§ ASSIGNED TASK: In the records below, some lines contain the word "configuration". Copy each of them.

[Source data]
--- START ---

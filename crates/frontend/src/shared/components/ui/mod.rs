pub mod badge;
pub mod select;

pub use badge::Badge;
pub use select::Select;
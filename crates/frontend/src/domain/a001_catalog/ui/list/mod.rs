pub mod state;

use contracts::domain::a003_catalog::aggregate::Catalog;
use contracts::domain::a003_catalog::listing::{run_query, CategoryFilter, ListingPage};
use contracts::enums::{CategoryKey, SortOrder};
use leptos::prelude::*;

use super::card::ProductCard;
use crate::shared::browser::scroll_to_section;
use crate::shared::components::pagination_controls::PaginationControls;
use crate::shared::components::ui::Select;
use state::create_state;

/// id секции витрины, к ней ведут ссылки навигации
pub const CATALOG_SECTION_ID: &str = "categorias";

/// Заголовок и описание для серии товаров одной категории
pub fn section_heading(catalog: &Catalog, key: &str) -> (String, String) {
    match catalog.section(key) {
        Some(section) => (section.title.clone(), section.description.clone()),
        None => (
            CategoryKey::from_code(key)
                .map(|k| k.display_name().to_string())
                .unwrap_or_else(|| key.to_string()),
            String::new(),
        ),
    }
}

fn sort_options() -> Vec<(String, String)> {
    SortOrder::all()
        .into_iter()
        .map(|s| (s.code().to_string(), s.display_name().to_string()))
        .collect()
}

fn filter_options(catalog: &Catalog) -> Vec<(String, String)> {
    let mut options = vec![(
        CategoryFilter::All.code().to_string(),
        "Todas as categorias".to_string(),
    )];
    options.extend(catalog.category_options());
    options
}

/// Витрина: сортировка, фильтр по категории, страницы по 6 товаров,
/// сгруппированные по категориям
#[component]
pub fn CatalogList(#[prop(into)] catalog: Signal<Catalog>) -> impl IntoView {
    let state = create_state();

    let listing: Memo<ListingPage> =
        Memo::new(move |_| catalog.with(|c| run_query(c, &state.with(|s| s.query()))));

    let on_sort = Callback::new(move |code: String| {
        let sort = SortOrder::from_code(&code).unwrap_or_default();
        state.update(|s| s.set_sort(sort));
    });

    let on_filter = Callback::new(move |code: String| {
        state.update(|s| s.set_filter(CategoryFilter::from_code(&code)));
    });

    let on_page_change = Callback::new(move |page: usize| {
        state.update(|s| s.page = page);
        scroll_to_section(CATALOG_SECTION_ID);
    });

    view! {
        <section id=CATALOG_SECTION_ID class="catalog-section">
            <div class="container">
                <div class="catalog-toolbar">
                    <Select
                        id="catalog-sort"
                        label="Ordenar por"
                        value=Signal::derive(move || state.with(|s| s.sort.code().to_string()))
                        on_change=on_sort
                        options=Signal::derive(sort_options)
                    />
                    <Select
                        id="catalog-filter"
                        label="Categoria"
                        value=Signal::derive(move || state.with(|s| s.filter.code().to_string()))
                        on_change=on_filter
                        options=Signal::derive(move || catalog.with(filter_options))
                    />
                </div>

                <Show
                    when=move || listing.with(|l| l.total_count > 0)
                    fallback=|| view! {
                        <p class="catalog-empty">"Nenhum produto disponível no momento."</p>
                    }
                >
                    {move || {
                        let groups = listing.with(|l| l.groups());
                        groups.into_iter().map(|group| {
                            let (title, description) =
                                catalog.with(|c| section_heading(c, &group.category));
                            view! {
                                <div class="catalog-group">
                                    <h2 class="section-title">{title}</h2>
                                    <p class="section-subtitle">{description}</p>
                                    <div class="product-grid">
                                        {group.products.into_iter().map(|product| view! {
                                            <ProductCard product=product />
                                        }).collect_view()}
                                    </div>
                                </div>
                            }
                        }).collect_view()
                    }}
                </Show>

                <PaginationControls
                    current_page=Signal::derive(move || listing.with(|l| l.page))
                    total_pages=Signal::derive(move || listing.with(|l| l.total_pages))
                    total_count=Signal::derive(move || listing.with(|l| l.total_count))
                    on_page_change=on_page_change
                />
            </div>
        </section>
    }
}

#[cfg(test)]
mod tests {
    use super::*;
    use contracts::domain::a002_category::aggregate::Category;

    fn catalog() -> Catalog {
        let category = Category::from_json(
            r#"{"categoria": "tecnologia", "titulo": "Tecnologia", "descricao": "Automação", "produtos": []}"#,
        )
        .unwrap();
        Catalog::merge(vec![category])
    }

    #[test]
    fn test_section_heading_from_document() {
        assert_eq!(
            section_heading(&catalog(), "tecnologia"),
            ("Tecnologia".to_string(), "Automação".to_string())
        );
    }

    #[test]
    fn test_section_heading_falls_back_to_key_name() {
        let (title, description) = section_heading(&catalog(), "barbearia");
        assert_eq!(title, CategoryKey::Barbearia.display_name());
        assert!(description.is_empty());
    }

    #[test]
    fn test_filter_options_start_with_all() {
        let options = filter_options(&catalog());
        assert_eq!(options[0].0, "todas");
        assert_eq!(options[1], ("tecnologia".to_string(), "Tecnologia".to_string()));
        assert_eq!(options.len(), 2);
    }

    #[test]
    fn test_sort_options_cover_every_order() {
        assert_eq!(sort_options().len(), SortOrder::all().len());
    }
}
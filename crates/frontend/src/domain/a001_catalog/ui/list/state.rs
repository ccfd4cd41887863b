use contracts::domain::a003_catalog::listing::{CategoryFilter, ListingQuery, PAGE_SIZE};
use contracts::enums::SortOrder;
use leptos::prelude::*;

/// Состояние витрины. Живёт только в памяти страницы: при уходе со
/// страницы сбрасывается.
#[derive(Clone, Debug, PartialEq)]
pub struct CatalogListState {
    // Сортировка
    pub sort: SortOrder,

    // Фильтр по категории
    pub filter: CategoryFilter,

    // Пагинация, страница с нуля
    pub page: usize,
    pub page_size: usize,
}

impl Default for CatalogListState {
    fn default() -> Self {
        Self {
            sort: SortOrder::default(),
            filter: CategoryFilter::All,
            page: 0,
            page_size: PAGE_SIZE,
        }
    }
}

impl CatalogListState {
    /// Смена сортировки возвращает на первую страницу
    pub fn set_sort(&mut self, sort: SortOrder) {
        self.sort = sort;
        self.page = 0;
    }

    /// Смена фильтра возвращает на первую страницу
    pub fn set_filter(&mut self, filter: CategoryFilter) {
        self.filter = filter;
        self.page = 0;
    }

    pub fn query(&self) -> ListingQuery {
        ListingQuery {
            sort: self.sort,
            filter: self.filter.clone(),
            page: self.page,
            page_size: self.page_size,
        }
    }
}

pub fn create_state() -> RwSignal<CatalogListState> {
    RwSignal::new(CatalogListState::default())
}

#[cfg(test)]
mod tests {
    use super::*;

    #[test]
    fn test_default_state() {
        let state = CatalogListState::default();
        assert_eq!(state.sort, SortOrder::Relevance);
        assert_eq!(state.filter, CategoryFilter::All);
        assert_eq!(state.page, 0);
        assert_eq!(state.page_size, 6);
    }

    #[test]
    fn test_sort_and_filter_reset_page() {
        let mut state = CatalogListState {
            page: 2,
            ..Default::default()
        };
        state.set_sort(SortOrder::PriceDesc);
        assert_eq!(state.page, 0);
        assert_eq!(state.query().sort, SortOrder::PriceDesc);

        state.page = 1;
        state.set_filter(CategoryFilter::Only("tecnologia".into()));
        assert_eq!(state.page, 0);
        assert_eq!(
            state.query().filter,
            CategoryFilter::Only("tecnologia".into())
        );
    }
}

--- END ---
--- START ---

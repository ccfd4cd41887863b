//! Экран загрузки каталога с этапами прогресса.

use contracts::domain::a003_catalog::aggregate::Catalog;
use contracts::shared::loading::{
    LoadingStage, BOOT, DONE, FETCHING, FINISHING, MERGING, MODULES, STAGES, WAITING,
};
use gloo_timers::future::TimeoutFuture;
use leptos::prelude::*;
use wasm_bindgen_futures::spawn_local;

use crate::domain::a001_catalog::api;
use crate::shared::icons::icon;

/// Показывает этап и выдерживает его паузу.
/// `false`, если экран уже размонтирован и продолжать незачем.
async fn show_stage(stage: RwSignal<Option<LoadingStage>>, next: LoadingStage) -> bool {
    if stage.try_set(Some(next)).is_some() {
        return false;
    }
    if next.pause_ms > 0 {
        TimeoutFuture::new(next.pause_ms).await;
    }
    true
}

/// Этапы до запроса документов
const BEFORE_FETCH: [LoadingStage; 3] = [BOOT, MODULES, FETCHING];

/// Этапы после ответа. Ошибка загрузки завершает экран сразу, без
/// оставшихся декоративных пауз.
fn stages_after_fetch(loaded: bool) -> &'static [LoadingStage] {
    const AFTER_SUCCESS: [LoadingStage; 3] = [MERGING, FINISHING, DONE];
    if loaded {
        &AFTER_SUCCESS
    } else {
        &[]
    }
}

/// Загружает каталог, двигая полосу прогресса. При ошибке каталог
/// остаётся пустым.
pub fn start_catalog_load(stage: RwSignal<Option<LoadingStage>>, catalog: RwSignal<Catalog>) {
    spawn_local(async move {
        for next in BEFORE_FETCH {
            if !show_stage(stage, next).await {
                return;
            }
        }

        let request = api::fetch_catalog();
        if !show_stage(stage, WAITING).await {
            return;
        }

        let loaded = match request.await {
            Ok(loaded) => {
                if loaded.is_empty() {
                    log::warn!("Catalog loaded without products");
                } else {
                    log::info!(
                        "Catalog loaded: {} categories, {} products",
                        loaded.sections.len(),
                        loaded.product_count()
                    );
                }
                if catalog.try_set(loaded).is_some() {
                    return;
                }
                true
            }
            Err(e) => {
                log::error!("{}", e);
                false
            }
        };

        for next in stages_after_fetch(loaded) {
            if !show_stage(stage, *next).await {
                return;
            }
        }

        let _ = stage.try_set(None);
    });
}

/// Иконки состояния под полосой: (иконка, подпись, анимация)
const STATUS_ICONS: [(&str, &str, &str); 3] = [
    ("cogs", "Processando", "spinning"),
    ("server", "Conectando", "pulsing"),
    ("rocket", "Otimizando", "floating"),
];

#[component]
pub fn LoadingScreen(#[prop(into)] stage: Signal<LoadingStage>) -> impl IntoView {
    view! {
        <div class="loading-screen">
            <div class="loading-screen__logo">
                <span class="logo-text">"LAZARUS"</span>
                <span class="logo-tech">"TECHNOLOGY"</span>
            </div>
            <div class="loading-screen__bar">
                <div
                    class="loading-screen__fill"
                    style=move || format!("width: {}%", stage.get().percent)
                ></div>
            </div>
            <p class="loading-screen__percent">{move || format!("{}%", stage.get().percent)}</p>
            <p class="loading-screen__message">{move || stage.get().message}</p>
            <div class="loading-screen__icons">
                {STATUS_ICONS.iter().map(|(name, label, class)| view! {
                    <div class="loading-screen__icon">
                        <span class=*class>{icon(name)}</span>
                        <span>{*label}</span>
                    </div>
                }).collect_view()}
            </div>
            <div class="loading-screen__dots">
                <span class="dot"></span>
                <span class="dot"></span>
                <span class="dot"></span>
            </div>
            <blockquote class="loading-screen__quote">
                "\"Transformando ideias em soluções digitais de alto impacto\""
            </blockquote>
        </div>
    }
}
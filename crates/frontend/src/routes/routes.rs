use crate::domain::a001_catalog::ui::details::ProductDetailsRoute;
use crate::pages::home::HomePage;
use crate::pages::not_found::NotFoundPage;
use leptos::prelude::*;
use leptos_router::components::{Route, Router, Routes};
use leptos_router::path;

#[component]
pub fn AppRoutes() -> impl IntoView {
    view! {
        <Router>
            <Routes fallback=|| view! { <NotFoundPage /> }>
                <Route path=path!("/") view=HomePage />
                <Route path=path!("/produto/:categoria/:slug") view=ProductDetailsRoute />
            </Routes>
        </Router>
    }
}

--- END ---
--- START ---

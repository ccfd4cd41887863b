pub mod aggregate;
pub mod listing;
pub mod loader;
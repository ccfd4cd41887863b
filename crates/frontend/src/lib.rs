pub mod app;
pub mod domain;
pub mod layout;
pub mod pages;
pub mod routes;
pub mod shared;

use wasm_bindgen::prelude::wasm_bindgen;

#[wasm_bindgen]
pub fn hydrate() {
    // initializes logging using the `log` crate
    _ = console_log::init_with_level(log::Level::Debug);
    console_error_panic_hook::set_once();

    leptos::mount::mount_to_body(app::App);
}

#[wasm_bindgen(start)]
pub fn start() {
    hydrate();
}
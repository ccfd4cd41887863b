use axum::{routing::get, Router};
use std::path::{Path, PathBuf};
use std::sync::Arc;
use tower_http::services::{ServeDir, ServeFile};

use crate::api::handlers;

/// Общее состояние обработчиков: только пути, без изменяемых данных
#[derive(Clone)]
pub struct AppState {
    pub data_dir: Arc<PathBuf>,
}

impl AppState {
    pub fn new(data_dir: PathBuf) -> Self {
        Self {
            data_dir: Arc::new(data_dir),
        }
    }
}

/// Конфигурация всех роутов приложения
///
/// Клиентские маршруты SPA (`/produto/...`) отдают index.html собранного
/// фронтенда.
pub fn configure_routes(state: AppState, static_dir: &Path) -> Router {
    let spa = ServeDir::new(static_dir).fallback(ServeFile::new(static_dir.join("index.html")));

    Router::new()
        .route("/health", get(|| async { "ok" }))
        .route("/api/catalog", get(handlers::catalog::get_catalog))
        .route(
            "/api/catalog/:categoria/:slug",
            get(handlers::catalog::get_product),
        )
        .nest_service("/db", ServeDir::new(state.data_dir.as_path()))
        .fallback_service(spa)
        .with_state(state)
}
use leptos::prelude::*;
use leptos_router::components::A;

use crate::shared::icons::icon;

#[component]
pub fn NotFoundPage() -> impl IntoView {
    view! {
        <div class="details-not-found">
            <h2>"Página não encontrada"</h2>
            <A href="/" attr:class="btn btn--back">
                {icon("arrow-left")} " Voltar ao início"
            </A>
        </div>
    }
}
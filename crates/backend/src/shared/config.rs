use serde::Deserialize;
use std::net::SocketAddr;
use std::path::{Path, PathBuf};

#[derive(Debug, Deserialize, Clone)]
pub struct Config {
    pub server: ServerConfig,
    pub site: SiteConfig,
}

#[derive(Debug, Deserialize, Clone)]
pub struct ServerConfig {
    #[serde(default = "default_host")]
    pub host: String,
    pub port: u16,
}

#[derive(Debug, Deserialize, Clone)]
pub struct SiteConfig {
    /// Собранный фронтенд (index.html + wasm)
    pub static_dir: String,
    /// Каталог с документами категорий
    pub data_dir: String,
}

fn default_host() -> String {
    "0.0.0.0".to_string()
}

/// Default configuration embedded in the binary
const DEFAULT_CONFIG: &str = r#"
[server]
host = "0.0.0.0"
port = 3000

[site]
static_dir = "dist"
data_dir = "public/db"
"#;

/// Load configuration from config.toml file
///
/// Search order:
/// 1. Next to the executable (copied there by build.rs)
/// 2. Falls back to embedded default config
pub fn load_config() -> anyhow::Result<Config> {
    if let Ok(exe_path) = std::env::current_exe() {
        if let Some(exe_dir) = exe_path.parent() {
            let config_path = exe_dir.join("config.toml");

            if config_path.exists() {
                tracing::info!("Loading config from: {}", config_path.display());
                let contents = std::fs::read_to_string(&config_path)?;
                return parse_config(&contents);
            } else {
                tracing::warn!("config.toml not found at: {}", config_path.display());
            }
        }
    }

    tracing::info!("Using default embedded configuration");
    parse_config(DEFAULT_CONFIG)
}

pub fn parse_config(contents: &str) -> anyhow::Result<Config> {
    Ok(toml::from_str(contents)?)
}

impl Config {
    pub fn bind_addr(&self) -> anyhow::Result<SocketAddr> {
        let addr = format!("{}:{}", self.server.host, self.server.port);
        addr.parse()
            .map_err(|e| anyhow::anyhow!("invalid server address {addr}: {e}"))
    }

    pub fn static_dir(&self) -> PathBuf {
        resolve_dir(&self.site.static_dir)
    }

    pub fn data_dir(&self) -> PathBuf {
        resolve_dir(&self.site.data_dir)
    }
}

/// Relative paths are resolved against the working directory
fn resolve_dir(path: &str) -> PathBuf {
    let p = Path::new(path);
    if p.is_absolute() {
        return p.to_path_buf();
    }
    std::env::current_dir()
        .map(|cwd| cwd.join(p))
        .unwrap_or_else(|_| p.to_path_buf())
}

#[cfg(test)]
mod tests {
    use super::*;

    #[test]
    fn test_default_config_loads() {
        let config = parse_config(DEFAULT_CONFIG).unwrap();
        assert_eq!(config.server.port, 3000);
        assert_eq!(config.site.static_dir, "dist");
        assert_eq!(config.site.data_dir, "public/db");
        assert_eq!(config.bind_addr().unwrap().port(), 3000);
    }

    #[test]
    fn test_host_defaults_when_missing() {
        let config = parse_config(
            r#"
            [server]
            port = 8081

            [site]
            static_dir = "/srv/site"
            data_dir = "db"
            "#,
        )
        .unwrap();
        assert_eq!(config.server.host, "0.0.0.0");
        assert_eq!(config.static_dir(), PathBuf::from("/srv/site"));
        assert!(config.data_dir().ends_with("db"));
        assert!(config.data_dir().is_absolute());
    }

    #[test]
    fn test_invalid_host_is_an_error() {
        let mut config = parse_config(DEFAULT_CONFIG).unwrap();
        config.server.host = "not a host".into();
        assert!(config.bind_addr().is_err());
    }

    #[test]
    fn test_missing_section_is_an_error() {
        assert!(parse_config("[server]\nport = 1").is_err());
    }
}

--- END ---

§ SOLUTION TO THE PROBLEM:
/// Default configuration embedded in the binary
/// Load configuration from config.toml file
    tracing::info!("Using default embedded configuration");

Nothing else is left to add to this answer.